SUPPLIED MATERIAL →

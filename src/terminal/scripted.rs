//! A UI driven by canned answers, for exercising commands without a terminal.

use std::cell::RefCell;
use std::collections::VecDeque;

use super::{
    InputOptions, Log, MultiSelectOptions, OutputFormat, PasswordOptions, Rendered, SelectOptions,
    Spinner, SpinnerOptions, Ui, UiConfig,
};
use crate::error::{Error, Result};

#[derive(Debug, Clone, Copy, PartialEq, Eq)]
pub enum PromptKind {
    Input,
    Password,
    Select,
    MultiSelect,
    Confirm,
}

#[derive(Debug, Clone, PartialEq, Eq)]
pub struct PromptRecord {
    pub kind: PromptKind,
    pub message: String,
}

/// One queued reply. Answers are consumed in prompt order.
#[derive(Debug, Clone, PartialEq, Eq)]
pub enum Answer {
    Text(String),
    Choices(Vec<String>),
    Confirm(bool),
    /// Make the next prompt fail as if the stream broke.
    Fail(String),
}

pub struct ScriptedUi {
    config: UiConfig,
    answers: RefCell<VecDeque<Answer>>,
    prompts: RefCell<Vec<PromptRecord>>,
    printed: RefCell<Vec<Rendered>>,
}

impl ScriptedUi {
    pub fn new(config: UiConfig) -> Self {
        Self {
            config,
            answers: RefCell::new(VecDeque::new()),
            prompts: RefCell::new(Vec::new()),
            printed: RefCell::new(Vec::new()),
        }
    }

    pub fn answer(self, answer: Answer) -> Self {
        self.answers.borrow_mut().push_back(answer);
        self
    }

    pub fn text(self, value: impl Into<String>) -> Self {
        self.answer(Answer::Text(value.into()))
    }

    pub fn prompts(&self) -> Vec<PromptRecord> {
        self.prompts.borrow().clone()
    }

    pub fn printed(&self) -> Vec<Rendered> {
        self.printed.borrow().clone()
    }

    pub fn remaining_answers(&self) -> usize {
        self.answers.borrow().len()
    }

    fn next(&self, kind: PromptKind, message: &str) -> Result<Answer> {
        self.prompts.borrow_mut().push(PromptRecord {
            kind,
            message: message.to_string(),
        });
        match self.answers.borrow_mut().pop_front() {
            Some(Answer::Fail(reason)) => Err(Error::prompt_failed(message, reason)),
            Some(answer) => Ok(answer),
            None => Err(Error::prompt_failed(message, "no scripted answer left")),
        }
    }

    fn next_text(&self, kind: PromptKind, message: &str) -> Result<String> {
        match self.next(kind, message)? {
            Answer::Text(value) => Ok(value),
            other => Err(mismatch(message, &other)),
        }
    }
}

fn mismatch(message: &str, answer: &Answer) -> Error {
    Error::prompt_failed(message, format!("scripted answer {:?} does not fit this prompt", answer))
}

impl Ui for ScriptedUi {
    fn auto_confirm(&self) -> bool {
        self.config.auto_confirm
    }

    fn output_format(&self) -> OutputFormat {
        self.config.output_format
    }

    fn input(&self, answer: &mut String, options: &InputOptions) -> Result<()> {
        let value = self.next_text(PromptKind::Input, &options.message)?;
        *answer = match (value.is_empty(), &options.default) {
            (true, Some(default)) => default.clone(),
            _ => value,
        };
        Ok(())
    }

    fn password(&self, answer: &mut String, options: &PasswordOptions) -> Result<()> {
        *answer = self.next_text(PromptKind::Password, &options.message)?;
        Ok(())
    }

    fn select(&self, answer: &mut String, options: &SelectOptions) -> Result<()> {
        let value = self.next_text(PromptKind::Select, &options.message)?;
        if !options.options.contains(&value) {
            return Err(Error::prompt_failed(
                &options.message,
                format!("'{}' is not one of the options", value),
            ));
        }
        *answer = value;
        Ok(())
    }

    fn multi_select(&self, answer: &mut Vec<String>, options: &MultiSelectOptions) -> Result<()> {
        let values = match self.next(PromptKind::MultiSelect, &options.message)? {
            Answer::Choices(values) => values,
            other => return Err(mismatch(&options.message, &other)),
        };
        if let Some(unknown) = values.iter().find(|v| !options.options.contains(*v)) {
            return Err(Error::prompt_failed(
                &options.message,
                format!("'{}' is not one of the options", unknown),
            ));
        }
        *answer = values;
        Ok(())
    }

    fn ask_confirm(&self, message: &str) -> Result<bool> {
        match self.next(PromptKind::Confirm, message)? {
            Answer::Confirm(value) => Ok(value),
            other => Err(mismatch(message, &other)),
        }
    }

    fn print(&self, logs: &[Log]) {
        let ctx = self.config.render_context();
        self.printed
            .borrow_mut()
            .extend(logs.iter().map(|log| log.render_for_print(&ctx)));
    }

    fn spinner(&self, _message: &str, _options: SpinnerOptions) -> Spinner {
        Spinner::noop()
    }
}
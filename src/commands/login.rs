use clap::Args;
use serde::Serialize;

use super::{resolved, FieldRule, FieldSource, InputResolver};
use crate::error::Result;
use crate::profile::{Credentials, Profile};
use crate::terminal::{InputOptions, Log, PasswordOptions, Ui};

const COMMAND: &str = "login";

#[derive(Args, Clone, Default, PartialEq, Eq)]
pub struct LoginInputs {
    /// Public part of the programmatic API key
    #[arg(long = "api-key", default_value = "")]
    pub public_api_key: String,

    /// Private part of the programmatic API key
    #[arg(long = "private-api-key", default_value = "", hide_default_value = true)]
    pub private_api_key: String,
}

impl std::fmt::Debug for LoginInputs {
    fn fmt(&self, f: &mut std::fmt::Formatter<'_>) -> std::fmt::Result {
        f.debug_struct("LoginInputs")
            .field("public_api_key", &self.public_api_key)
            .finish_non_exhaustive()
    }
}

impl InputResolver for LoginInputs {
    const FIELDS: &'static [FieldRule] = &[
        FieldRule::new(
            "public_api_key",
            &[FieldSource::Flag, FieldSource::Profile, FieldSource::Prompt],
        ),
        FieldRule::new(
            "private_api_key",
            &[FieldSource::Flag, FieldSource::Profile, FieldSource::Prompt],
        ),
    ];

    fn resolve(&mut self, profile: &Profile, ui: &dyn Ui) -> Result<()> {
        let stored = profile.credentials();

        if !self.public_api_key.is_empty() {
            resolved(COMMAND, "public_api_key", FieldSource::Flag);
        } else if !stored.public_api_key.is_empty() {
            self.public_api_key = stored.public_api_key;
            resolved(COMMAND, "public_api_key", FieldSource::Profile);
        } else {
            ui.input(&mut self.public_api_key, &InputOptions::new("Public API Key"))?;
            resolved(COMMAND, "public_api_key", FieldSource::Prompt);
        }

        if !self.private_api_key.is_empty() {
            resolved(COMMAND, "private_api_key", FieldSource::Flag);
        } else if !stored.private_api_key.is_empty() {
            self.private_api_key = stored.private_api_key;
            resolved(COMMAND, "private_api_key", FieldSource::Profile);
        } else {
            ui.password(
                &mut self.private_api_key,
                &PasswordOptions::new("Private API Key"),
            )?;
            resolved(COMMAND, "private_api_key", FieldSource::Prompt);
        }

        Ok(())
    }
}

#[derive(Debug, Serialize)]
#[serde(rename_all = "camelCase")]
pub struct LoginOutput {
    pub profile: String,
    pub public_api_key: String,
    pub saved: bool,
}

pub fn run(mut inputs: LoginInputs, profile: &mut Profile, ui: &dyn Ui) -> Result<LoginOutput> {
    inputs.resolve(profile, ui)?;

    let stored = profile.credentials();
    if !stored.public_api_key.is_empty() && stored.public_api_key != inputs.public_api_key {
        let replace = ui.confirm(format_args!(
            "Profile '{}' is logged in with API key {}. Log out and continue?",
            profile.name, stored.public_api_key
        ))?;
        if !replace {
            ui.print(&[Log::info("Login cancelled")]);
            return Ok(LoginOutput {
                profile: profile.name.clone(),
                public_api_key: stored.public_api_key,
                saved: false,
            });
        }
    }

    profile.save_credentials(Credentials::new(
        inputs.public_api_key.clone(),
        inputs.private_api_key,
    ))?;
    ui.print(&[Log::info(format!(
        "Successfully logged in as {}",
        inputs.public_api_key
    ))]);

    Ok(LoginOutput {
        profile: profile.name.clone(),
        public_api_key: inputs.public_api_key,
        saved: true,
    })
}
---
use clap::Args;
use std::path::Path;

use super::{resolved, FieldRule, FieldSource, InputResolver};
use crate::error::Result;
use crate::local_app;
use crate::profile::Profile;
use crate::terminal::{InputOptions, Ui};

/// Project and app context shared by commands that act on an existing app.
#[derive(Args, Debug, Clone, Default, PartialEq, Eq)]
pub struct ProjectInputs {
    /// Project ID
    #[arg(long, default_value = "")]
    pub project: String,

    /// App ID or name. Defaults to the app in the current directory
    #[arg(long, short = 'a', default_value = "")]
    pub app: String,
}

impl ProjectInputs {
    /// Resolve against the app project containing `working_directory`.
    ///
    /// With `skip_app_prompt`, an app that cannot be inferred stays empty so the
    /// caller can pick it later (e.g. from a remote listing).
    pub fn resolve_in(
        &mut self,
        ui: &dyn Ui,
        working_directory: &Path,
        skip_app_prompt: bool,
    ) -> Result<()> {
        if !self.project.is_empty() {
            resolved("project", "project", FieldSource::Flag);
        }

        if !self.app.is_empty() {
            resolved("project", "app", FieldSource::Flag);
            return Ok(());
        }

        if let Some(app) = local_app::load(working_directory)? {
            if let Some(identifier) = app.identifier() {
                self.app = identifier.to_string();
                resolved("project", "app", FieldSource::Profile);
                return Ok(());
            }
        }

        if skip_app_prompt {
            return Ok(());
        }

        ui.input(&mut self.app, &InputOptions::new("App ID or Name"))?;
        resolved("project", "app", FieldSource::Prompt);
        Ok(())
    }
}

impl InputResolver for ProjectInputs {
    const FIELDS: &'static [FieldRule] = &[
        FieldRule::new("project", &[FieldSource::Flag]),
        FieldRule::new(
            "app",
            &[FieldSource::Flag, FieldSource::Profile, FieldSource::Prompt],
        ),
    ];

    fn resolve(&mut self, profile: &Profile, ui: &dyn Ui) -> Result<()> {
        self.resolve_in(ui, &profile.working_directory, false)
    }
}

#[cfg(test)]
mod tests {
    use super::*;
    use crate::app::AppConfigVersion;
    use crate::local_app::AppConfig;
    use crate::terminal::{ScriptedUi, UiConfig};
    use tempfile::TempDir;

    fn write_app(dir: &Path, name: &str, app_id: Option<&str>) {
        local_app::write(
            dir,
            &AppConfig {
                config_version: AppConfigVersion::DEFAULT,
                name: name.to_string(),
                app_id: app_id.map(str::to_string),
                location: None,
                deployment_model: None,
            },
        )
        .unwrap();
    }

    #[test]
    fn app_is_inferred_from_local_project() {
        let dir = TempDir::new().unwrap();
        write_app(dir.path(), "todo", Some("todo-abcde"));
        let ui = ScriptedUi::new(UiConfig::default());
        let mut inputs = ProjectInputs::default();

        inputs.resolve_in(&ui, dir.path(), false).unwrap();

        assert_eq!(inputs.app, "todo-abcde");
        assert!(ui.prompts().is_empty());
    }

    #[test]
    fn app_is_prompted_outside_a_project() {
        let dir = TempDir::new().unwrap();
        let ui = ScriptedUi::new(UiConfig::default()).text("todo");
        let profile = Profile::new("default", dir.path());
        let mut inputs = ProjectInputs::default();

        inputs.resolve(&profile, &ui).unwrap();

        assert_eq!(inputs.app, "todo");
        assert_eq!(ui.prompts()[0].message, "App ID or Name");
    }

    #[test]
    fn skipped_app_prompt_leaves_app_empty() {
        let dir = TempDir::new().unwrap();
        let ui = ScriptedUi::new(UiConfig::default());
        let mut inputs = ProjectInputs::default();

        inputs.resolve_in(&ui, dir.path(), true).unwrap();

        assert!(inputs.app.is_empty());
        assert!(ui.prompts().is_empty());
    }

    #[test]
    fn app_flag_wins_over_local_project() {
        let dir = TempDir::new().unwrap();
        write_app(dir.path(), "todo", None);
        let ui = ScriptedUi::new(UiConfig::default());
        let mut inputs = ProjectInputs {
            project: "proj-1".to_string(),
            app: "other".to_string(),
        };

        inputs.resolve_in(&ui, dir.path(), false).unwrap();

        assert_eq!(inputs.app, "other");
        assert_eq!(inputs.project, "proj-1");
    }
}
* * *
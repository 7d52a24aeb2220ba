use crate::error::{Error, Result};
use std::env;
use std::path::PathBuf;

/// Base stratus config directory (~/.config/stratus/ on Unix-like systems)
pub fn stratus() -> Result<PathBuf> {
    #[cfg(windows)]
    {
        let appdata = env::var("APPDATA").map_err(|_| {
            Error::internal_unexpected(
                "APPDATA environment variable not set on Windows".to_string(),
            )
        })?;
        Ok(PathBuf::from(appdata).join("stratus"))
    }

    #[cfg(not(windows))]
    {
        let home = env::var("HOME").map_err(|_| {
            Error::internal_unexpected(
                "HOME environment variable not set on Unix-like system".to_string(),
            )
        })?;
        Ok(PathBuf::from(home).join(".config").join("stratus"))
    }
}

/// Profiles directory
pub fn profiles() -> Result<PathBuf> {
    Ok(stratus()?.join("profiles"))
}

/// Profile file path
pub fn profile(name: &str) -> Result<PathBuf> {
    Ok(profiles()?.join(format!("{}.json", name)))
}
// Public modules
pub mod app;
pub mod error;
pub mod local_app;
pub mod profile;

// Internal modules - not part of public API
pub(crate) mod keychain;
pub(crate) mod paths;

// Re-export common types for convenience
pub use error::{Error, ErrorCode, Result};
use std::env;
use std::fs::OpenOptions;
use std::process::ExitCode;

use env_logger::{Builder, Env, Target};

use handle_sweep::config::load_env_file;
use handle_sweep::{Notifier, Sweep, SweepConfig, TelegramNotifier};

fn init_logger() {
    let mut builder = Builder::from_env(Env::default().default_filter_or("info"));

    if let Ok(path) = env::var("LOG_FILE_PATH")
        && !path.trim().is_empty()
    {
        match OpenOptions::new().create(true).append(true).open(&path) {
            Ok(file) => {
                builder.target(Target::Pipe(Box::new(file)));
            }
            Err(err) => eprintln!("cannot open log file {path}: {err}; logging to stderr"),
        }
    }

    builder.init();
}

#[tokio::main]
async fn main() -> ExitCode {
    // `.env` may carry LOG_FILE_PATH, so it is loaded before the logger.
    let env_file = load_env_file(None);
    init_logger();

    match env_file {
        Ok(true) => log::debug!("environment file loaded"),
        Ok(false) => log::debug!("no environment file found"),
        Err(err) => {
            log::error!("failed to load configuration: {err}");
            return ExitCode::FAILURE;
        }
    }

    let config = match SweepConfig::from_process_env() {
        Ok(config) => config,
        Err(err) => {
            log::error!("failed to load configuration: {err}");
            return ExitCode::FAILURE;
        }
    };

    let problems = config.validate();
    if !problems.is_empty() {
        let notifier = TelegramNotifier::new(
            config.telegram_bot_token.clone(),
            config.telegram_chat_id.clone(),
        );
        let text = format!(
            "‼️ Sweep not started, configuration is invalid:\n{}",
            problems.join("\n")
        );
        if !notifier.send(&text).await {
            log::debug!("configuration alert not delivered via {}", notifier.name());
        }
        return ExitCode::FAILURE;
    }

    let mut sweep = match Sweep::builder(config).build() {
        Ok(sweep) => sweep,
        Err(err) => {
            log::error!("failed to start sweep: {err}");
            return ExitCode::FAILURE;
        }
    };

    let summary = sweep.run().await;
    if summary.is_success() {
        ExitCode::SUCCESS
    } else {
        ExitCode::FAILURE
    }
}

WHAT NEEDS TO BE DONE → Find every line in the entries that includes the word "await", then state how many there are and nothing else.

RESULT OF THE EXERCISE → 2